--- Data records Enclosed Below ---

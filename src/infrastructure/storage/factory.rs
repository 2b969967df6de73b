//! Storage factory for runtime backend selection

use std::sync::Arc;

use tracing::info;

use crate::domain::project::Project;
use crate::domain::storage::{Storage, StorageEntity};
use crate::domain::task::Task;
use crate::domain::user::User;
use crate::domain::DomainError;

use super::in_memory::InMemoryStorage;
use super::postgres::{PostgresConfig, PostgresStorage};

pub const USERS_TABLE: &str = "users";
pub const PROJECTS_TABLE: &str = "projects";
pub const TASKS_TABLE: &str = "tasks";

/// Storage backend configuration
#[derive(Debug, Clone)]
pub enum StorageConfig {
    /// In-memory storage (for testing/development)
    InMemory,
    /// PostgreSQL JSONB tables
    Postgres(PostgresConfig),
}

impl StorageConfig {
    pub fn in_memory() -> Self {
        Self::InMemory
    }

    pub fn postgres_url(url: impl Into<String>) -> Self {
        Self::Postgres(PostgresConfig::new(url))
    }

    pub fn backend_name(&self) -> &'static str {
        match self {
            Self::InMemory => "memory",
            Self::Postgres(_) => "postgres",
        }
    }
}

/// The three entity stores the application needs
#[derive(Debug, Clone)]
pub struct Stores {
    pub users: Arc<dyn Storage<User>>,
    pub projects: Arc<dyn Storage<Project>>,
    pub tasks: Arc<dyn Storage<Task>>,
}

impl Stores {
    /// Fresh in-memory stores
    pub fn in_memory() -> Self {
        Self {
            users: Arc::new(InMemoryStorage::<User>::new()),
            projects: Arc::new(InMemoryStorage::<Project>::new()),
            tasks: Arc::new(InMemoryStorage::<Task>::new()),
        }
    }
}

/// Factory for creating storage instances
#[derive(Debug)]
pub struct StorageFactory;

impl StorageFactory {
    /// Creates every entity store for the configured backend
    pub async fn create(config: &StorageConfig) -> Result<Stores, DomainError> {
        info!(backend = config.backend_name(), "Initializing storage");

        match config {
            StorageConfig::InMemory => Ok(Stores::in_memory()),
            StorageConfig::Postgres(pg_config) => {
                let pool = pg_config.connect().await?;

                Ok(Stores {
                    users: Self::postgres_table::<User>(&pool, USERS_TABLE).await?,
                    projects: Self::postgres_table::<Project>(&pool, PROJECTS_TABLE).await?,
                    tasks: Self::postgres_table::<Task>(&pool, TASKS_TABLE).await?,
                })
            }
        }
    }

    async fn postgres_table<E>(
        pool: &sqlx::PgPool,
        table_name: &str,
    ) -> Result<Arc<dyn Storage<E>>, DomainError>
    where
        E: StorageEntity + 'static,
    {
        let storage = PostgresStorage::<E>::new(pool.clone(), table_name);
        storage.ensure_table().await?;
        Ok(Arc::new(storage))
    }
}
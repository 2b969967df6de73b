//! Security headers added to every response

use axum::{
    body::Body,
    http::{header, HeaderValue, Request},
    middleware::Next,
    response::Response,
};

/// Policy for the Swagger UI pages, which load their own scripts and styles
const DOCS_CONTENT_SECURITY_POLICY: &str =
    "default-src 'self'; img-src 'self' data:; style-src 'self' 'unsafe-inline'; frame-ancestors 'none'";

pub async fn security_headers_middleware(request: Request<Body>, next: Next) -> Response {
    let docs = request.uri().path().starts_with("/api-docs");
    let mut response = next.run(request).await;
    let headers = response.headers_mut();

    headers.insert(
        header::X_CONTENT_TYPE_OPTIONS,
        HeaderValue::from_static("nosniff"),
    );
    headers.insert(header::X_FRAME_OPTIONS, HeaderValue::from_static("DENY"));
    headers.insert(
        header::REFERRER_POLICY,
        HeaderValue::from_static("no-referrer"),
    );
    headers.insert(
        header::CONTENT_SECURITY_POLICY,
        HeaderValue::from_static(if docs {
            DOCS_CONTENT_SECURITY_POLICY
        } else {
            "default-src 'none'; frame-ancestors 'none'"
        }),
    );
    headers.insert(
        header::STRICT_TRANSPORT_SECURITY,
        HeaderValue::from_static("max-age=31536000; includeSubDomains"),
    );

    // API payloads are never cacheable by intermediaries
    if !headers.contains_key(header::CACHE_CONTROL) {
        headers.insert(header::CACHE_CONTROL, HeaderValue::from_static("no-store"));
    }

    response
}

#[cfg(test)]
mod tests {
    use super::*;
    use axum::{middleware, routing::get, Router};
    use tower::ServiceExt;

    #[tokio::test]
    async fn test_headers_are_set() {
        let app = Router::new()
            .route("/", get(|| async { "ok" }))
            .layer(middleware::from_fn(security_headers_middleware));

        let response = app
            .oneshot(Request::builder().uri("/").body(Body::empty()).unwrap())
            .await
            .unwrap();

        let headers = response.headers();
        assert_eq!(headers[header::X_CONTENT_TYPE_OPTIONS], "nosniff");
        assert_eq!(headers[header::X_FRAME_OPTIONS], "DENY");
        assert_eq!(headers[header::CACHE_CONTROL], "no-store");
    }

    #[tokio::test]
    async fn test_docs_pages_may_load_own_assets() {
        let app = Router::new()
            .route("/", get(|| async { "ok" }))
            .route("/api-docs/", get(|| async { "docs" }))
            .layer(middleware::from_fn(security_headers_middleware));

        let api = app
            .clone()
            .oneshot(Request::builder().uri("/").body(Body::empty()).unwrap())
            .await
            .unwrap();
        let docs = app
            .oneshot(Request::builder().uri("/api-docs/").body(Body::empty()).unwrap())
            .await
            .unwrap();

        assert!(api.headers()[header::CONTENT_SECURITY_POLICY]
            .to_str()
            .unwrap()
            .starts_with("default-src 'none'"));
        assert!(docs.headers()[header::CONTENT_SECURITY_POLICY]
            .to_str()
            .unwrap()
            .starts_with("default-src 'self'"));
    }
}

--- End of Enclosed Data records ---
--- Data records Enclosed Below ---

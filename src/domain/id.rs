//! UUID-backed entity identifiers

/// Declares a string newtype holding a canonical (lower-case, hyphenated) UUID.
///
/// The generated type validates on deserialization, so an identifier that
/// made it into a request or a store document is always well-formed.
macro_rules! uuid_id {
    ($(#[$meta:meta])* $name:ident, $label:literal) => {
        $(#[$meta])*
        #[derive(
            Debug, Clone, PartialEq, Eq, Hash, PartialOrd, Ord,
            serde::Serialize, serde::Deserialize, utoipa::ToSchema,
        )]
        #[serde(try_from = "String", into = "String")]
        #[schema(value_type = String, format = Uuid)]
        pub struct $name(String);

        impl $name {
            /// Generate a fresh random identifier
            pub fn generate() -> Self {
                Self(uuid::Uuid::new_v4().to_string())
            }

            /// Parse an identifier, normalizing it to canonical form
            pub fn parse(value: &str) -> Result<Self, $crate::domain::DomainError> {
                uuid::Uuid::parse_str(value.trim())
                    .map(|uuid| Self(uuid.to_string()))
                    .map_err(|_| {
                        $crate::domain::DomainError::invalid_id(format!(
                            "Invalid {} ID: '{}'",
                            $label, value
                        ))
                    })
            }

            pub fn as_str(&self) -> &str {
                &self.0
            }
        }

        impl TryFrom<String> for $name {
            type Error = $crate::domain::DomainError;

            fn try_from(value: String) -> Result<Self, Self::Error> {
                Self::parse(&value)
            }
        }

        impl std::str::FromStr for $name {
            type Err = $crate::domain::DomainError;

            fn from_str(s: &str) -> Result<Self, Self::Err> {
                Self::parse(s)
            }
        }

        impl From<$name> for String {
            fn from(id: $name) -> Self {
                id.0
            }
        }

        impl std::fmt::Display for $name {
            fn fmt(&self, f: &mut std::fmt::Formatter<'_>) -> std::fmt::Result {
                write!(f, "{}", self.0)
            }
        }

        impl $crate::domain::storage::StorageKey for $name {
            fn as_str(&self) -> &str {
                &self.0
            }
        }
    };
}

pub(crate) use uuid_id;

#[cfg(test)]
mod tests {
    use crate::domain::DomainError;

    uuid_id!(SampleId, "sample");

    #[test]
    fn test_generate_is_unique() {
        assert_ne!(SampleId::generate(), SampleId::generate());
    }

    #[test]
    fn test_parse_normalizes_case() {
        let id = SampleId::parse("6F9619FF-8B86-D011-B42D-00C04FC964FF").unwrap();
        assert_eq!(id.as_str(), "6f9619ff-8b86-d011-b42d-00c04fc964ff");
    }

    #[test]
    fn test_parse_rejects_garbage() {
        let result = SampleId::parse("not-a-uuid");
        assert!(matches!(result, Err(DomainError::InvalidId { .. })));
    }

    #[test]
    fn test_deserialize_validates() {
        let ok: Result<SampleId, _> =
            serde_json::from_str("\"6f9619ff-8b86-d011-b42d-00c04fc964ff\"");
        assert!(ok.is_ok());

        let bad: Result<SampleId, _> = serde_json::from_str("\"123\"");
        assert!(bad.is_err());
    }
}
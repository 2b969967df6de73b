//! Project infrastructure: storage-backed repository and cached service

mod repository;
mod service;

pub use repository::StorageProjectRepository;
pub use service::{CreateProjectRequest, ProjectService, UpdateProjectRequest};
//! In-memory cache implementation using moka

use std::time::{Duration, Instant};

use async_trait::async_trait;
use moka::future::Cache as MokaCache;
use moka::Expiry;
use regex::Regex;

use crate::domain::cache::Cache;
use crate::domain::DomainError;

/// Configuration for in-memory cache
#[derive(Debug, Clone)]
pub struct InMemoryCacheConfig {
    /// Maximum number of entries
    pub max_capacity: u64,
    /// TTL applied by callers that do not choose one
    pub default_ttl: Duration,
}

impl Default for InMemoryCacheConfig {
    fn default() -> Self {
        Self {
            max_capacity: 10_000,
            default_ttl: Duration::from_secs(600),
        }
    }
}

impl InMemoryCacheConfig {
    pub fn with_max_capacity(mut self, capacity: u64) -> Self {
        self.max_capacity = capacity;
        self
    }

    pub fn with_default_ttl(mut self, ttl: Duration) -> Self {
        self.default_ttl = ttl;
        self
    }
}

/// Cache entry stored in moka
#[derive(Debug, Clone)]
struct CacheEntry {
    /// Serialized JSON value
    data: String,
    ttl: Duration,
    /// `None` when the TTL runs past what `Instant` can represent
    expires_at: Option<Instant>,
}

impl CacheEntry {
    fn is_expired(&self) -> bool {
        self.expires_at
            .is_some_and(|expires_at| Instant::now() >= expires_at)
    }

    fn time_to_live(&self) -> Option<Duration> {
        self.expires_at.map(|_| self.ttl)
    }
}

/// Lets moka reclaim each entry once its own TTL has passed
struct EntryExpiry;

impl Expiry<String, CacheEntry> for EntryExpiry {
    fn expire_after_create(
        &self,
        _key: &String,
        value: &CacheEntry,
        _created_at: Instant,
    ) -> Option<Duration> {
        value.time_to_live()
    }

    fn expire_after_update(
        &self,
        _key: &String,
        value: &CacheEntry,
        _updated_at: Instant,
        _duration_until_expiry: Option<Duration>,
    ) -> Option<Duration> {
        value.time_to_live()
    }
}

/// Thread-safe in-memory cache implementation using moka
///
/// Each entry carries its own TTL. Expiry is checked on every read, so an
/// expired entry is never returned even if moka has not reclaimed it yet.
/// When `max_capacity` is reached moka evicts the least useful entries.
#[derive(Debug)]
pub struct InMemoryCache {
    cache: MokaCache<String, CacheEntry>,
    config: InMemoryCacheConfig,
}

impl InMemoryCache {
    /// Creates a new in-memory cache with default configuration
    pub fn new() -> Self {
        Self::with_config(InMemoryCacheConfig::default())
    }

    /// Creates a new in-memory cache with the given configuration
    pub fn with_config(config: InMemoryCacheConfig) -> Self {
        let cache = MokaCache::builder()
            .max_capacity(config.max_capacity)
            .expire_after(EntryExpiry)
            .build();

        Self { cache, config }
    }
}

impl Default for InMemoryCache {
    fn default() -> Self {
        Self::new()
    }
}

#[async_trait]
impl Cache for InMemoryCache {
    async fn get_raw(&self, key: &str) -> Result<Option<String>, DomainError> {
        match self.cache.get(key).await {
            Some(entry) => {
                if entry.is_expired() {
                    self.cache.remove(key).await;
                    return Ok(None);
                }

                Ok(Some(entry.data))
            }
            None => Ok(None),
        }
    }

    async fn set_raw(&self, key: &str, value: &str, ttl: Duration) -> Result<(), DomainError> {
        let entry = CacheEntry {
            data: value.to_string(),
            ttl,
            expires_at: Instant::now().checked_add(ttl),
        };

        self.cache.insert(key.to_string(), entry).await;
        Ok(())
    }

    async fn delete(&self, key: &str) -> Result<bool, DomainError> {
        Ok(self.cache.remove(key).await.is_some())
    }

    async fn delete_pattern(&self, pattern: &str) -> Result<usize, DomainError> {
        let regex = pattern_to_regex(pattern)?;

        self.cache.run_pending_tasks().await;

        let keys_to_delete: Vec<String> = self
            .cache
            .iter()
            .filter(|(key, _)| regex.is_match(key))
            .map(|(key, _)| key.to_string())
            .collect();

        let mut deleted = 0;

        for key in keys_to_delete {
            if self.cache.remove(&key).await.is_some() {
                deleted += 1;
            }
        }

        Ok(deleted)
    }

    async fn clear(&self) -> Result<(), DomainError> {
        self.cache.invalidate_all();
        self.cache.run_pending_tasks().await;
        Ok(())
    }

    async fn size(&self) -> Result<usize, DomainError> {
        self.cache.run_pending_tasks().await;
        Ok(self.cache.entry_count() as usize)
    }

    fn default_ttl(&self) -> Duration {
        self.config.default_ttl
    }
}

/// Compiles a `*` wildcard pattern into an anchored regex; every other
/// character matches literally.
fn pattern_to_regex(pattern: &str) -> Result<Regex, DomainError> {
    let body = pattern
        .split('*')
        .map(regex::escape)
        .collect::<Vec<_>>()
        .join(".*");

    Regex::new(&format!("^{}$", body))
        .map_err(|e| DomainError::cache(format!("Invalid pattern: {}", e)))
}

--- End of Enclosed Data records ---

Note each line above that holds "InMemoryCacheConfig", then copy all of them.

| Solution |
pub struct InMemoryCacheConfig {
impl Default for InMemoryCacheConfig {
impl InMemoryCacheConfig {
    config: InMemoryCacheConfig,
        Self::with_config(InMemoryCacheConfig::default())
    pub fn with_config(config: InMemoryCacheConfig) -> Self {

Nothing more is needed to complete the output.